Yet by contrast, the field of jazz has surprising few female 'name' players on guitar (with the German-born Leni Stern as an exception; she is also one of my favorites). To be sure, there have been ones throughout history - such as Carline Ray, Mary Osborne and Marian Grange - and you'll find talented players in big city jazz clubs across the nation. Indeed, someone more known as a bassist is session performer Carole Kaye - yet who, to my surprise, is also a featured guitarist.
Still, as compared with blueswomen Sister Rosetta Tharpe, Bonnie Raitt, Deborah Coleman and Susan Tedeschi ..... comparatively few female guitarists have managed to become known to the general public in the field of jazz.
And that's why Emily Remler was so special. Although born in Manhattan, she always characterized herself as a "nice girl from New Jersey", and grew up in Englewood Cliffs: the home of Rudy Van Gelder and his famous recording studio.
She played a variety of musical styles before entering Boston's noted Berklee College of Music in the 1970's. That set her on her career path, and after a stint in New Orleans (performing in the house band of the Fairmont-Roosevelt Hotel and other gigs) she wound up as a touring musician. Part of her career involved backing vocalists (including the Brazilian bossa nova singer Astrud Gilberto, as well as Rosemary Clooney, Robert Goulet and Nancy Wilson) .... and Emily was quite a sympathetic player, to my ears, in that genre.
Yet she seemed more comfortable in an instrumental format; with the veteran guitarist Herb Ellis representing one of her two 'big breaks'. As a 20 year-old in 1977, she heard that he was to perform locally, and arranged a ruse by asking him after the show to help her repair her .... Herb Ellis model guitar. He continued:
I was working in New Orleans in 1977, when this young girl, she couldn’t have been 20, came and asked me for a lesson. I asked her to play something for me, and when she did, I just couldn’t believe what I heard. Forget about “girl”, she’s going to be one of the greatest jazz guitar players who ever lived - she can do anything.
Herb Ellis was so blown away that he arranged a spot for her at the Concord Jazz festival that year ... along with guitar legends Charlie Byrd, Joe Pass, Tal Farlow, Barney Kessel ... and the nonpareil bassist Ray Brown. Needless to say, one took note of this young player, and he and Emily recorded an album together six years later.
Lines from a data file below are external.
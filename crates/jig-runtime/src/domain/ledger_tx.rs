//! # Ledger Transaction Model
//!
//! The minimal transaction shape the runtime builds, signs and replays.
//! Script construction beyond these three output kinds belongs to the
//! ledger client.

use crate::domain::value_objects::{Location, Timestamp, Txid};
use serde::{Deserialize, Serialize};
use sha2::{Digest, Sha256};

/// Locking script of an output.
#[derive(Clone, Debug, PartialEq, Eq, Serialize, Deserialize)]
#[serde(tag = "type", rename_all = "snake_case")]
pub enum Script {
    /// Unspendable data output carrying protocol chunks.
    Payload {
        /// Raw chunks.
        chunks: Vec<Vec<u8>>,
    },
    /// Spendable by the holder of this public key.
    Owner {
        /// Owner public key.
        pubkey: String,
    },
    /// Change returned to a purse.
    Change {
        /// Purse address.
        address: String,
    },
}

impl Script {
    /// Owner key, if this is an owner lock.
    #[must_use]
    pub fn owner(&self) -> Option<&str> {
        match self {
            Self::Owner { pubkey } => Some(pubkey),
            _ => None,
        }
    }

    /// True if `address` can spend this output.
    #[must_use]
    pub fn pays_to(&self, address: &str) -> bool {
        match self {
            Self::Owner { pubkey } => pubkey == address,
            Self::Change { address: a } => a == address,
            Self::Payload { .. } => false,
        }
    }
}

/// A spent output reference.
#[derive(Clone, Debug, PartialEq, Eq, Serialize, Deserialize)]
pub struct TxInput {
    /// Output being spent.
    pub prev: Location,
    /// Unlocking data added by the signer.
    #[serde(skip_serializing_if = "Option::is_none", default)]
    pub unlock: Option<String>,
}

/// A created output.
#[derive(Clone, Debug, PartialEq, Eq, Serialize, Deserialize)]
pub struct TxOutput {
    /// Locking script.
    pub script: Script,
    /// Attached value.
    pub satoshis: u64,
}

/// A ledger transaction.
#[derive(Clone, Debug, Default, PartialEq, Eq, Serialize, Deserialize)]
pub struct Transaction {
    /// Inputs, in order.
    pub inputs: Vec<TxInput>,
    /// Outputs, in order.
    pub outputs: Vec<TxOutput>,
}

impl Transaction {
    /// Double SHA-256 over the canonical JSON encoding.
    #[must_use]
    pub fn txid(&self) -> Txid {
        // Serializing plain structs into a Vec cannot fail.
        let bytes = serde_json::to_vec(self).unwrap_or_default();
        let first = Sha256::digest(&bytes);
        let second = Sha256::digest(first);
        let mut out = [0u8; 32];
        out.copy_from_slice(&second);
        Txid::new(out)
    }
}

/// Spend status of one output as reported by the ledger client.
#[derive(Clone, Copy, Debug, PartialEq, Eq, Serialize, Deserialize)]
pub enum SpendStatus {
    /// Not spent.
    Unspent,
    /// Spent by this transaction.
    Spent(Txid),
    /// The client could not tell.
    Unknown,
}

/// A transaction as returned by `fetch`.
#[derive(Clone, Debug, PartialEq, Eq)]
pub struct FetchedTransaction {
    /// Transaction id.
    pub txid: Txid,
    /// Transaction body.
    pub tx: Transaction,
    /// Time the ledger accepted it.
    pub time: Timestamp,
    /// Spend status per output, same length as `tx.outputs`.
    pub spends: Vec<SpendStatus>,
}

impl FetchedTransaction {
    /// Spend status of `vout`; out-of-range outputs report unknown.
    #[must_use]
    pub fn spend(&self, vout: u32) -> SpendStatus {
        usize::try_from(vout)
            .ok()
            .and_then(|v| self.spends.get(v))
            .copied()
            .unwrap_or(SpendStatus::Unknown)
    }
}

/// An unspent output.
#[derive(Clone, Debug, PartialEq, Eq)]
pub struct Utxo {
    /// Transaction id.
    pub txid: Txid,
    /// Output index.
    pub vout: u32,
    /// Locking script.
    pub script: Script,
    /// Value.
    pub satoshis: u64,
}

impl Utxo {
    /// Location of this output.
    #[must_use]
    pub fn location(&self) -> Location {
        Location::ledger(self.txid, self.vout)
    }
}

// =============================================================================
// TESTS
// =============================================================================

#[cfg(test)]
mod tests {
    use super::*;

    fn sample() -> Transaction {
        Transaction {
            inputs: vec![TxInput {
                prev: Location::ledger(Txid::new([1; 32]), 2),
                unlock: None,
            }],
            outputs: vec![TxOutput {
                script: Script::Owner {
                    pubkey: "alice".to_string(),
                },
                satoshis: 546,
            }],
        }
    }

    #[test]
    fn test_txid_is_deterministic() {
        assert_eq!(sample().txid(), sample().txid());
    }

    #[test]
    fn test_txid_covers_unlock() {
        let mut signed = sample();
        signed.inputs[0].unlock = Some("sig".to_string());
        assert_ne!(signed.txid(), sample().txid());
    }

    #[test]
    fn test_spend_out_of_range_is_unknown() {
        let fetched = FetchedTransaction {
            txid: sample().txid(),
            tx: sample(),
            time: 0,
            spends: vec![SpendStatus::Unspent],
        };
        assert_eq!(fetched.spend(0), SpendStatus::Unspent);
        assert_eq!(fetched.spend(5), SpendStatus::Unknown);
    }
}
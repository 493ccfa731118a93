//! # Object Graph Controller
//!
//! Bookkeeping for one top-level call: the active call stack, which jigs
//! were read, created or snapshotted, who called whom, and the sticky error.
//!
//! A fresh `Controller` is built for every top-level call and threaded
//! explicitly through the accessor layer; nothing is global.

use crate::domain::entities::JigState;
use crate::domain::value_objects::{CodeId, JigId};
use crate::errors::JigError;
use indexmap::{IndexMap, IndexSet};
use std::collections::BTreeMap;

/// One active method invocation.
#[derive(Clone, Copy, Debug, PartialEq, Eq)]
pub struct Frame {
    /// Receiver.
    pub jig: JigId,
    /// Class whose method body is running. May be an ancestor of the jig's class.
    pub class: CodeId,
}

/// Per-call execution context.
#[derive(Debug)]
pub struct Controller {
    stack: Vec<Frame>,
    touched: IndexSet<JigId>,
    creates: IndexSet<JigId>,
    reads: IndexSet<JigId>,
    saves: IndexMap<JigId, JigState>,
    callers: BTreeMap<JigId, IndexSet<JigId>>,
    enforce: bool,
    error: Option<JigError>,
}

impl Default for Controller {
    fn default() -> Self {
        Self::new()
    }
}

impl Controller {
    /// Empty context with enforcement on.
    #[must_use]
    pub fn new() -> Self {
        Self {
            stack: Vec::new(),
            touched: IndexSet::new(),
            creates: IndexSet::new(),
            reads: IndexSet::new(),
            saves: IndexMap::new(),
            callers: BTreeMap::new(),
            enforce: true,
            error: None,
        }
    }

    /// Clears all bookkeeping.
    pub fn reset(&mut self) {
        *self = Self::new();
    }

    /// True when no bookkeeping is left over.
    #[must_use]
    pub fn is_clean(&self) -> bool {
        self.stack.is_empty()
            && self.touched.is_empty()
            && self.creates.is_empty()
            && self.reads.is_empty()
            && self.saves.is_empty()
            && self.callers.is_empty()
            && self.enforce
            && self.error.is_none()
    }

    // -------------------------------------------------------------------------
    // Stack
    // -------------------------------------------------------------------------

    /// Enters a method body.
    pub fn push(&mut self, frame: Frame) {
        self.stack.push(frame);
    }

    /// Leaves the innermost method body.
    pub fn pop(&mut self) -> Option<Frame> {
        self.stack.pop()
    }

    /// Innermost frame, if any code is running.
    #[must_use]
    pub fn current(&self) -> Option<Frame> {
        self.stack.last().copied()
    }

    /// The jig whose method invoked the current one.
    #[must_use]
    pub fn caller(&self) -> Option<JigId> {
        let len = self.stack.len();
        (len >= 2).then(|| self.stack[len - 2].jig)
    }

    /// Current depth.
    #[must_use]
    pub fn depth(&self) -> usize {
        self.stack.len()
    }

    // -------------------------------------------------------------------------
    // Sets
    // -------------------------------------------------------------------------

    /// Captures the pre-call snapshot on first touch.
    pub fn snapshot(&mut self, id: JigId, state: &JigState) {
        self.touched.insert(id);
        if !self.creates.contains(&id) && !self.saves.contains_key(&id) {
            self.saves.insert(id, state.clone());
        }
    }

    /// Records an observation.
    pub fn record_read(&mut self, id: JigId) {
        self.touched.insert(id);
        self.reads.insert(id);
    }

    /// Records a jig created during this call.
    pub fn record_create(&mut self, id: JigId) {
        self.touched.insert(id);
        self.creates.insert(id);
    }

    /// Records that `caller` invoked a method of `callee`.
    pub fn record_caller(&mut self, callee: JigId, caller: JigId) {
        if callee != caller {
            self.callers.entry(callee).or_default().insert(caller);
        }
    }

    /// Every jig touched, in first-touch order.
    #[must_use]
    pub fn touched(&self) -> &IndexSet<JigId> {
        &self.touched
    }

    /// Jigs created.
    #[must_use]
    pub fn creates(&self) -> &IndexSet<JigId> {
        &self.creates
    }

    /// Jigs read.
    #[must_use]
    pub fn reads(&self) -> &IndexSet<JigId> {
        &self.reads
    }

    /// Pre-call snapshots.
    #[must_use]
    pub fn saves(&self) -> &IndexMap<JigId, JigState> {
        &self.saves
    }

    /// Jigs that invoked `callee`.
    #[must_use]
    pub fn callers_of(&self, callee: JigId) -> Option<&IndexSet<JigId>> {
        self.callers.get(&callee)
    }

    // -------------------------------------------------------------------------
    // Enforcement and errors
    // -------------------------------------------------------------------------

    /// True while capability checks apply.
    #[must_use]
    pub fn enforcing(&self) -> bool {
        self.enforce
    }

    /// Runs `f` with capability checks off. Enforcement is back on when this
    /// returns, whatever `f` returned.
    pub fn unenforced<R>(&mut self, f: impl FnOnce(&mut Self) -> R) -> R {
        let previous = self.enforce;
        self.enforce = false;
        let result = f(self);
        self.enforce = previous;
        result
    }

    /// Records the first error raised anywhere in the stack.
    pub fn fail(&mut self, error: &JigError) {
        if self.error.is_none() {
            self.error = Some(error.clone());
        }
    }

    /// The sticky error, if one was raised.
    #[must_use]
    pub fn error(&self) -> Option<&JigError> {
        self.error.as_ref()
    }
}

// =============================================================================
// TESTS
// =============================================================================

#[cfg(test)]
mod tests {
    use super::*;

    fn state() -> JigState {
        JigState::new(CodeId(0), "owner".to_string())
    }

    #[test]
    fn test_snapshot_taken_once() {
        let mut ctx = Controller::new();
        let mut first = state();
        first.satoshis = 1;
        ctx.snapshot(JigId(1), &first);

        let mut second = state();
        second.satoshis = 2;
        ctx.snapshot(JigId(1), &second);

        assert_eq!(ctx.saves().get(&JigId(1)).map(|s| s.satoshis), Some(1));
    }

    #[test]
    fn test_created_jigs_are_not_snapshotted() {
        let mut ctx = Controller::new();
        ctx.record_create(JigId(2));
        ctx.snapshot(JigId(2), &state());
        assert!(ctx.saves().is_empty());
        assert!(ctx.touched().contains(&JigId(2)));
    }

    #[test]
    fn test_stack_and_caller() {
        let mut ctx = Controller::new();
        ctx.push(Frame { jig: JigId(1), class: CodeId(0) });
        assert_eq!(ctx.caller(), None);
        ctx.push(Frame { jig: JigId(2), class: CodeId(0) });
        assert_eq!(ctx.caller(), Some(JigId(1)));
        assert_eq!(ctx.current().map(|f| f.jig), Some(JigId(2)));
        ctx.pop();
        ctx.pop();
        assert_eq!(ctx.depth(), 0);
    }

    #[test]
    fn test_sticky_error_keeps_first() {
        let mut ctx = Controller::new();
        ctx.fail(&JigError::revert("first"));
        ctx.fail(&JigError::revert("second"));
        assert_eq!(ctx.error(), Some(&JigError::revert("first")));
    }

    #[test]
    fn test_unenforced_restores_flag() {
        let mut ctx = Controller::new();
        let result: Result<(), JigError> = ctx.unenforced(|ctx| {
            assert!(!ctx.enforcing());
            Err(JigError::revert("boom"))
        });
        assert!(result.is_err());
        assert!(ctx.enforcing());
    }

    #[test]
    fn test_reset_clears_everything() {
        let mut ctx = Controller::new();
        ctx.push(Frame { jig: JigId(1), class: CodeId(0) });
        ctx.record_read(JigId(1));
        ctx.record_caller(JigId(2), JigId(1));
        ctx.fail(&JigError::revert("x"));
        assert!(!ctx.is_clean());
        ctx.reset();
        assert!(ctx.is_clean());
    }
}
//! Loading objects by ledger location.
//!
//! Resolution order: arena, then state cache, then fetch and import the
//! transaction that created the location. Callers hold the load queue.

use super::Inner;
use crate::domain::entities::{CodeRecord, JigState};
use crate::domain::state::CachedState;
use crate::domain::value::{wire_tokens, Value};
use crate::domain::value_objects::{CodeId, Handle, Location};
use crate::errors::JigError;
use futures::future::{BoxFuture, FutureExt};
use std::collections::{BTreeMap, BTreeSet, HashMap};
use std::sync::Arc;
use tracing::debug;

impl Inner {
    /// Loads the object at `location`. Must run under the load queue.
    pub(super) fn load_inner(self: &Arc<Self>, location: Location) -> BoxFuture<'_, Result<Handle, JigError>> {
        async move {
            if !location.is_ledger() {
                return Err(JigError::validation(format!("cannot load {location}")));
            }
            if let Some(handle) = self.kernel.lock().arena.lookup_location(&location) {
                return Ok(handle);
            }
            if let Some(state) = self.cache.get(&location).await? {
                debug!(location = %location, "loading from cache");
                return self.install(location, state).await;
            }
            let (txid, _) = location
                .outpoint()
                .ok_or_else(|| JigError::validation(format!("cannot load {location}")))?;
            let fetched = self.ledger.fetch(&txid).await?;
            self.import_fetched(&fetched).await?;
            self.kernel
                .lock()
                .arena
                .lookup_location(&location)
                .ok_or_else(|| JigError::UnknownObject(location.to_string()))
        }
        .boxed()
    }

    /// Loads every ledger location among `tokens`.
    pub(super) async fn load_tokens(
        self: &Arc<Self>,
        tokens: impl IntoIterator<Item = String>,
    ) -> Result<HashMap<String, Handle>, JigError> {
        let mut out = HashMap::new();
        for token in tokens {
            if out.contains_key(&token) {
                continue;
            }
            let location: Location = token.parse()?;
            if location.is_ledger() {
                let handle = self.load_inner(location).await?;
                out.insert(token, handle);
            }
        }
        Ok(out)
    }

    async fn install(self: &Arc<Self>, location: Location, state: CachedState) -> Result<Handle, JigError> {
        match state {
            CachedState::Code {
                text,
                deps,
                props,
                owner,
            } => self.install_code(location, text, deps, props, owner).await,
            CachedState::Jig {
                class,
                origin,
                owner,
                satoshis,
                props,
            } => {
                let handle = {
                    let mut kernel = self.kernel.lock();
                    if let Some(Handle::Jig(existing)) = kernel.arena.lookup_origin(&origin) {
                        let current = kernel.arena.jig(existing)?.location.clone();
                        return Err(JigError::conflict(format!(
                            "{origin} is loaded at {current}, not {location}"
                        )));
                    }
                    let handle = Handle::Jig(kernel.arena.alloc_jig());
                    kernel.arena.reserve_location(location.clone(), handle);
                    handle
                };
                let result = self
                    .install_jig(handle, location.clone(), class, origin, owner, satoshis, props)
                    .await;
                if result.is_err() {
                    self.kernel.lock().arena.release_location(&location, handle);
                }
                result.map(|()| handle)
            }
        }
    }

    async fn install_code(
        self: &Arc<Self>,
        location: Location,
        text: String,
        dep_locations: BTreeMap<String, Location>,
        props: serde_json::Value,
        owner: String,
    ) -> Result<Handle, JigError> {
        let mut deps = BTreeMap::new();
        for (name, dep) in dep_locations {
            let id = self
                .load_inner(dep)
                .await?
                .as_code()
                .ok_or_else(|| JigError::validation(format!("dependency {name} is not code")))?;
            deps.insert(name, id);
        }
        let fields = self.decode_fields(&props).await?;
        let env: BTreeSet<String> = deps.keys().cloned().collect();
        let class = self.evaluator.evaluate(&text, &env)?;
        let parent = class
            .parent()
            .map(|p| {
                deps.get(p)
                    .copied()
                    .ok_or_else(|| JigError::validation(format!("parent {p} not provided")))
            })
            .transpose()?;

        let mut kernel = self.kernel.lock();
        if let Some(handle) = kernel.arena.lookup_location(&location) {
            return Ok(handle);
        }
        let id: CodeId = kernel.arena.alloc_code();
        kernel.arena.put_code(
            id,
            CodeRecord {
                class,
                parent,
                deps,
                props: fields,
                origin: location.clone(),
                location,
                owner,
            },
        );
        debug!(code = %id, name = %kernel.arena.class_name(id), "code installed from cache");
        Ok(Handle::Code(id))
    }

    #[allow(clippy::too_many_arguments)]
    async fn install_jig(
        self: &Arc<Self>,
        handle: Handle,
        location: Location,
        class: Location,
        origin: Location,
        owner: String,
        satoshis: u64,
        props: serde_json::Value,
    ) -> Result<(), JigError> {
        let class = self
            .load_inner(class)
            .await?
            .as_code()
            .ok_or_else(|| JigError::validation(format!("class of {location} is not code")))?;
        let fields = self.decode_fields(&props).await?;
        let id = handle
            .as_jig()
            .ok_or_else(|| JigError::Internal("jig reservation holds code".to_string()))?;
        let mut kernel = self.kernel.lock();
        kernel.arena.put_jig(
            id,
            JigState {
                class,
                origin,
                location,
                owner,
                satoshis,
                fields,
            },
        );
        debug!(jig = %id, "jig installed from cache");
        Ok(())
    }

    async fn decode_fields(self: &Arc<Self>, props: &serde_json::Value) -> Result<BTreeMap<String, Value>, JigError> {
        let mut tokens = Vec::new();
        wire_tokens(props, &mut tokens);
        let handles = self.load_tokens(tokens).await?;
        let value = Value::from_wire(props, &mut |token| {
            handles
                .get(token)
                .copied()
                .ok_or_else(|| JigError::validation(format!("cached reference {token} is not absolute")))
        })?;
        match value {
            Value::Map(fields) => Ok(fields),
            _ => Err(JigError::validation("cached props must be a map")),
        }
    }
}
//! # Mock Wallet
//!
//! Purse and owner key for the [`MockLedger`]. Fees are zero: the purse adds
//! just enough of its own outputs to cover what the transaction creates.

use crate::adapters::ledger::{signature, MockLedger};
use crate::domain::ledger_tx::{Script, Transaction, TxInput, TxOutput};
use crate::errors::LedgerError;
use crate::ports::outbound::{LedgerClient, OwnerSigner, Purse};
use async_trait::async_trait;
use std::sync::Arc;
use tracing::debug;

// =============================================================================
// PURSE
// =============================================================================

/// Funds transactions from change outputs on the mock ledger.
#[derive(Debug, Clone)]
pub struct MockPurse {
    ledger: Arc<MockLedger>,
    address: String,
}

impl MockPurse {
    /// Purse spending outputs paid to `address`.
    pub fn new(ledger: Arc<MockLedger>, address: impl Into<String>) -> Self {
        Self {
            ledger,
            address: address.into(),
        }
    }

    /// Purse address.
    #[must_use]
    pub fn address(&self) -> &str {
        &self.address
    }
}

#[async_trait]
impl Purse for MockPurse {
    async fn pay(&self, mut tx: Transaction) -> Result<Transaction, LedgerError> {
        let spent: u64 = tx
            .inputs
            .iter()
            .filter_map(|i| self.ledger.output(&i.prev))
            .map(|o| o.satoshis)
            .sum();
        let created: u64 = tx.outputs.iter().map(|o| o.satoshis).sum();
        let need = created.saturating_sub(spent);

        let mut gathered = 0u64;
        let mut funded = 0usize;
        for utxo in self.ledger.utxos(&self.address).await? {
            let location = utxo.location();
            if tx.inputs.iter().any(|i| i.prev == location) {
                continue;
            }
            tx.inputs.push(TxInput {
                prev: location,
                unlock: Some(signature(&self.address)),
            });
            gathered += utxo.satoshis;
            funded += 1;
            if gathered >= need {
                break;
            }
        }
        if funded == 0 || gathered < need {
            return Err(LedgerError::Payment(format!(
                "insufficient funds: need {need}, have {gathered}"
            )));
        }
        let change = gathered - need;
        if change > 0 {
            tx.outputs.push(TxOutput {
                script: Script::Change {
                    address: self.address.clone(),
                },
                satoshis: change,
            });
        }
        debug!(inputs = funded, need, change, "purse funded transaction");
        Ok(tx)
    }
}

// =============================================================================
// OWNER
// =============================================================================

/// Owner key that signs every unsigned input.
#[derive(Debug, Clone, PartialEq, Eq)]
pub struct MockOwner {
    pubkey: String,
}

impl MockOwner {
    /// Owner with `pubkey`.
    pub fn new(pubkey: impl Into<String>) -> Self {
        Self {
            pubkey: pubkey.into(),
        }
    }
}

#[async_trait]
impl OwnerSigner for MockOwner {
    fn pubkey(&self) -> String {
        self.pubkey.clone()
    }

    async fn sign(&self, mut tx: Transaction) -> Result<Transaction, LedgerError> {
        for input in tx.inputs.iter_mut().filter(|i| i.unlock.is_none()) {
            input.unlock = Some(signature(&self.pubkey));
        }
        Ok(tx)
    }
}

// =============================================================================
// TESTS
// =============================================================================

#[cfg(test)]
mod tests {
    use super::*;

    fn owner_output(satoshis: u64) -> TxOutput {
        TxOutput {
            script: Script::Owner {
                pubkey: "alice".to_string(),
            },
            satoshis,
        }
    }

    #[tokio::test]
    async fn test_pay_adds_input_and_change() {
        let ledger = Arc::new(MockLedger::new());
        ledger.fund("purse", 10_000);
        let purse = MockPurse::new(Arc::clone(&ledger), "purse");

        let tx = Transaction {
            inputs: vec![],
            outputs: vec![owner_output(546)],
        };
        let paid = purse.pay(tx).await.unwrap();
        assert_eq!(paid.inputs.len(), 1);
        assert_eq!(paid.outputs.len(), 2);
        assert_eq!(paid.outputs[1].satoshis, 10_000 - 546);
        ledger.broadcast(&paid).await.unwrap();
    }

    #[tokio::test]
    async fn test_pay_insufficient() {
        let ledger = Arc::new(MockLedger::new());
        ledger.fund("purse", 100);
        let purse = MockPurse::new(Arc::clone(&ledger), "purse");
        let tx = Transaction {
            inputs: vec![],
            outputs: vec![owner_output(546)],
        };
        assert!(matches!(purse.pay(tx).await, Err(LedgerError::Payment(_))));
    }

    #[tokio::test]
    async fn test_owner_signs_unsigned_only() {
        let owner = MockOwner::new("alice");
        let ledger = MockLedger::new();
        let coin = ledger.fund("purse", 1);
        let tx = Transaction {
            inputs: vec![
                TxInput {
                    prev: coin.clone(),
                    unlock: None,
                },
                TxInput {
                    prev: coin,
                    unlock: Some(signature("purse")),
                },
            ],
            outputs: vec![],
        };
        let signed = owner.sign(tx).await.unwrap();
        assert_eq!(signed.inputs[0].unlock, Some(signature("alice")));
        assert_eq!(signed.inputs[1].unlock, Some(signature("purse")));
    }
}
All along, though, she struggled with the rigors of touring as a woman in a male-dominated world. As she told Gene Lees the Canadian jazz writer:
"I’m not into sitting and crying about it, I’m into doing. I never was bitter about the fact that there are so many band leaders who have told me face to face that they couldn’t hire me because I was a woman, or that there have been so many instances where I wasn’t trusted musically and they handled me with kid gloves because they figured my time wasn’t strong. You have to believe in yourself. It never did occur to me to stay in one place and bitch about this, about how I wasn’t given a chance. I think it gives me more merit – to get really good, so good that it doesn’t matter: to get so good that you surpass it".
She married the Jamaican pianist Monty Alexander in 1981, but the stress of life on the road ended their marriage just a few short years later. And she also suffered from bouts of depression and loneliness, as she told one flautist. This woman worked steadily in the New York area, and was envious of Emily's success (her having just returned from a tour of Japan). Emily, by contrast, told Jan Leder just how lucky she was to have a 'normal' life ..... which made Jan reconsider.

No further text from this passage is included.